05 julio 2021

Felo López y Carmen Rodríguez


Eran nuestros vecinos más cercanos. Vivían en la antigua casa del reparador de vías. Ambos trabajaban en los ferrocarriles. Felo era el farolero y Carmen la guarda crucero. Como a mi abuelo Aurelio no le gustaba el agua de nuestro pozo, íbamos a su casa a buscar la que bebíamos.

Al pie de una inmensa ceiba, una pequeña bomba sacaba el agua más fresca que he probado en mi vida. Aurelio tenía la teoría de que la ceiba era clave para ese pozo, porque su sombra mantenía al agua fría y sus raíces le daban ese sabor único que tanto nos gustaba.

En el patio de la estación del Paradero de Camarones había cinco cambiavías. Cuando el sol empezaba a caer sobre las matas de mango de Mercedita, Felo López salía con un galón de keroseno y una lata de estopa. Limpiaba y encendía cada indicador. Esas luces marcaban el principio y el fin de nuestro pueblo.

A primera hora de la mañana hacía el mismo recorrido, pero solo para soplar las llamas y dejar que el sol se ocupara de alumbrarnos.
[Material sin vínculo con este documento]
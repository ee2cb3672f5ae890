//! HTML tokenizer and arena tree builder.

use crate::Document;
use crate::NodeData;
use crate::NodeId;
use crate::text::decode_entities;

#[derive(Debug)]
enum Token {
    Start {
        name: String,
        attrs: Vec<(String, String)>,
        self_closing: bool,
    },
    End {
        name: String,
    },
    Text(String),
}

/// Parses `source` and appends the resulting nodes under `scope`.
pub(crate) fn parse_into(doc: &mut Document, scope: NodeId, source: &str) {
    let tokens = tokenize(source);
    build_tree(doc, scope, tokens);
}

fn tokenize(source: &str) -> Vec<Token> {
    let mut out = Vec::new();
    let bytes = source.as_bytes();
    let mut i = 0;

    while i < bytes.len() {
        if starts_with(bytes, i, b"<!--") {
            i = skip_comment(bytes, i);
            continue;
        }

        if bytes[i] == b'<' {
            if starts_with(bytes, i, b"</") {
                if let Some((tok, next)) = parse_end_tag(bytes, i) {
                    out.push(tok);
                    i = next;
                    continue;
                }
            } else if starts_with(bytes, i, b"<!") || starts_with(bytes, i, b"<?") {
                i = skip_to_gt(bytes, i.saturating_add(2));
                continue;
            } else if let Some((tok, next)) = parse_start_tag(bytes, i) {
                let mut raw_text_tag: Option<String> = None;
                if let Token::Start {
                    name, self_closing, ..
                } = &tok
                {
                    if !*self_closing && is_raw_text_tag(name) {
                        raw_text_tag = Some(name.clone());
                    }
                }

                out.push(tok);
                i = next;

                if let Some(tag_name) = raw_text_tag {
                    let (raw_text, closing_end) = parse_raw_text_until_end_tag(bytes, i, &tag_name);
                    if !raw_text.is_empty() {
                        out.push(Token::Text(raw_text));
                    }

                    if let Some(closing_end) = closing_end {
                        out.push(Token::End { name: tag_name });
                        i = closing_end;
                    } else {
                        i = bytes.len();
                    }
                }

                continue;
            }
        }

        let (txt, next) = parse_text(bytes, i);
        if !txt.is_empty() {
            out.push(Token::Text(txt));
        }
        // A `<` that parses as no tag at all is dropped so the scan always
        // advances.
        i = next.max(i.saturating_add(1));
    }

    out
}

fn build_tree(doc: &mut Document, scope: NodeId, tokens: Vec<Token>) {
    // Stack of open elements; `scope` is the implicit bottom that end tags
    // can never pop past.
    let mut stack: Vec<NodeId> = vec![scope];

    for token in tokens {
        match token {
            Token::Text(text) => {
                let parent = stack.last().copied().unwrap_or(scope);
                let id = doc.push_node(None, NodeData::Text(decode_entities(&text)));
                doc.attach(parent, id);
            }
            Token::Start {
                name,
                attrs,
                self_closing,
            } => {
                let parent = stack.last().copied().unwrap_or(scope);
                let id = doc.push_node(
                    None,
                    NodeData::Element {
                        tag: name.clone(),
                        attrs,
                    },
                );
                doc.attach(parent, id);

                if !self_closing && !is_void(&name) {
                    stack.push(id);
                }
            }
            Token::End { name } => {
                // Pop until the matching open element; unmatched end tags
                // close everything they cross, mirroring browser recovery.
                let matched_at = stack
                    .iter()
                    .skip(1)
                    .rposition(|&open| doc.tag(open).is_some_and(|tag| tag == name));
                if let Some(index) = matched_at {
                    stack.truncate(index.saturating_add(1));
                }
            }
        }
    }
}

fn parse_text(bytes: &[u8], start: usize) -> (String, usize) {
    let mut i = start;
    while i < bytes.len() && bytes[i] != b'<' {
        i += 1;
    }
    (String::from_utf8_lossy(&bytes[start..i]).to_string(), i)
}

fn parse_raw_text_until_end_tag(
    bytes: &[u8],
    start: usize,
    tag_name: &str,
) -> (String, Option<usize>) {
    let tag_bytes = tag_name.as_bytes();
    let mut i = start;

    while i < bytes.len() {
        if bytes[i] != b'<' || i + 2 + tag_bytes.len() > bytes.len() {
            i = i.saturating_add(1);
            continue;
        }
        if bytes[i + 1] != b'/' {
            i = i.saturating_add(1);
            continue;
        }

        let name_start = i + 2;
        let name_end = name_start + tag_bytes.len();
        if !bytes_eq_ignore_ascii_case(&bytes[name_start..name_end], tag_bytes) {
            i = i.saturating_add(1);
            continue;
        }

        let mut close = name_end;
        while close < bytes.len() && bytes[close].is_ascii_whitespace() {
            close = close.saturating_add(1);
        }

        if close < bytes.len() && bytes[close] == b'>' {
            let text = String::from_utf8_lossy(&bytes[start..i]).to_string();
            return (text, Some(close + 1));
        }

        i = i.saturating_add(1);
    }

    (String::from_utf8_lossy(&bytes[start..]).to_string(), None)
}

fn bytes_eq_ignore_ascii_case(left: &[u8], right: &[u8]) -> bool {
    left.len() == right.len()
        && left
            .iter()
            .zip(right.iter())
            .all(|(lhs, rhs)| lhs.eq_ignore_ascii_case(rhs))
}

fn parse_end_tag(bytes: &[u8], start: usize) -> Option<(Token, usize)> {
    let mut i = start + 2;
    skip_spaces(bytes, &mut i);
    let begin = i;
    while i < bytes.len() && is_name_char(bytes[i]) {
        i += 1;
    }
    if i == begin {
        return None;
    }

    let name = String::from_utf8_lossy(&bytes[begin..i]).to_ascii_lowercase();
    while i < bytes.len() && bytes[i] != b'>' {
        i += 1;
    }
    if i >= bytes.len() {
        return None;
    }

    Some((Token::End { name }, i + 1))
}

fn parse_start_tag(bytes: &[u8], start: usize) -> Option<(Token, usize)> {
    let mut i = start + 1;
    skip_spaces(bytes, &mut i);
    let begin = i;
    while i < bytes.len() && is_name_char(bytes[i]) {
        i += 1;
    }
    if i == begin {
        return None;
    }

    let name = String::from_utf8_lossy(&bytes[begin..i]).to_ascii_lowercase();
    let mut attrs = Vec::new();
    let mut self_closing = false;

    loop {
        skip_spaces(bytes, &mut i);
        if i >= bytes.len() {
            return None;
        }

        if bytes[i] == b'>' {
            i += 1;
            break;
        }

        if bytes[i] == b'/' {
            self_closing = true;
            i += 1;
            skip_spaces(bytes, &mut i);
            if i < bytes.len() && bytes[i] == b'>' {
                i += 1;
                break;
            }
            continue;
        }

        let a_start = i;
        while i < bytes.len() && is_name_char(bytes[i]) {
            i += 1;
        }
        if i == a_start {
            while i < bytes.len() && bytes[i] != b'>' {
                i += 1;
            }
            if i < bytes.len() {
                i += 1;
            }
            break;
        }

        let a_name = String::from_utf8_lossy(&bytes[a_start..i]).to_ascii_lowercase();
        skip_spaces(bytes, &mut i);

        let mut val = String::new();
        if i < bytes.len() && bytes[i] == b'=' {
            i += 1;
            skip_spaces(bytes, &mut i);
            if i < bytes.len() && (bytes[i] == b'"' || bytes[i] == b'\'') {
                let q = bytes[i];
                i += 1;
                let v_start = i;
                while i < bytes.len() && bytes[i] != q {
                    i += 1;
                }
                val = String::from_utf8_lossy(&bytes[v_start..i]).to_string();
                if i < bytes.len() && bytes[i] == q {
                    i += 1;
                }
            } else {
                let v_start = i;
                while i < bytes.len()
                    && !bytes[i].is_ascii_whitespace()
                    && bytes[i] != b'>'
                    && bytes[i] != b'/'
                {
                    i += 1;
                }
                val = String::from_utf8_lossy(&bytes[v_start..i]).to_string();
            }
        }

        attrs.push((a_name, decode_entities(&val)));
    }

    Some((
        Token::Start {
            name,
            attrs,
            self_closing,
        },
        i,
    ))
}

fn starts_with(bytes: &[u8], at: usize, prefix: &[u8]) -> bool {
    bytes.len() >= at + prefix.len() && &bytes[at..at + prefix.len()] == prefix
}

fn skip_comment(bytes: &[u8], start: usize) -> usize {
    let mut i = start + 4;
    while i + 2 < bytes.len() {
        if &bytes[i..i + 3] == b"-->" {
            return i + 3;
        }
        i += 1;
    }
    bytes.len()
}

fn skip_to_gt(bytes: &[u8], start: usize) -> usize {
    let mut i = start;
    while i < bytes.len() && bytes[i] != b'>' {
        i += 1;
    }
    if i < bytes.len() { i + 1 } else { i }
}

fn skip_spaces(bytes: &[u8], i: &mut usize) {
    while *i < bytes.len() && bytes[*i].is_ascii_whitespace() {
        *i += 1;
    }
}

fn is_name_char(b: u8) -> bool {
    b.is_ascii_alphanumeric() || matches!(b, b'-' | b'_' | b':')
}

fn is_raw_text_tag(tag: &str) -> bool {
    matches!(tag, "script" | "style")
}

fn is_void(tag: &str) -> bool {
    matches!(
        tag,
        "area"
            | "base"
            | "br"
            | "col"
            | "embed"
            | "hr"
            | "img"
            | "input"
            | "link"
            | "meta"
            | "param"
            | "source"
            | "track"
            | "wbr"
    )
}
Al final volvía a casa abrazado de Carmen. Caminaban por el medio de la línea, entrelazados, como si al cabo de tantos años y achaques aún fueran novios.

Los recuerdo así, saltando de travesaño en travesaño, alumbrados por la luz del amanecer. Si nuestras vacas dejaban de dar leche, Felo nos traía de las suyas. Lo mismo hacía mi abuelo si eran las de él las que se secaban. Si en alguna de las dos casas mataban un cerdo, un enorme pedazo de carne era enviado a la otra. 

Esos gestos ni siquiera se agradecían, porque se sobreentendían. Yo todavía estudiaba en La Habana cuando Felo murió. Mi abuela me obligó a ir a darle el pésame a Carmen. Es algo que ni entonces ni ahora me gusta. Sigo sin entender el idioma de la muerte. “Ay, Camilito”, fue lo único que me dijo. 

A partir de ahí, parecía alguien que acaba de aprender a caminar. Se había pasado toda su vida abrazada a Felo y ya no tenía en quién apoyarse. Por esa misma época sustituyeron los faroles por cristales que reflectaban la luz de las locomotoras. No hizo falta nunca más un farolero. “Menos mal que Felo no tuvo que ver esto”, decía mi abuela Atlántida, que enfurecía ante cualquier señal de modernidad.

Desde entonces para saber dónde empieza y dónde se acaba el Paradero de Camarones cuando es de noche, hay que esperar a que pase un tren.

1 comentario:

Ismael Sambra dijo...

Muy bueno. Muy bien narrado y descrito todo. Buen final, cosa muy importante en las historias. Gracias Recio Juan Carlos.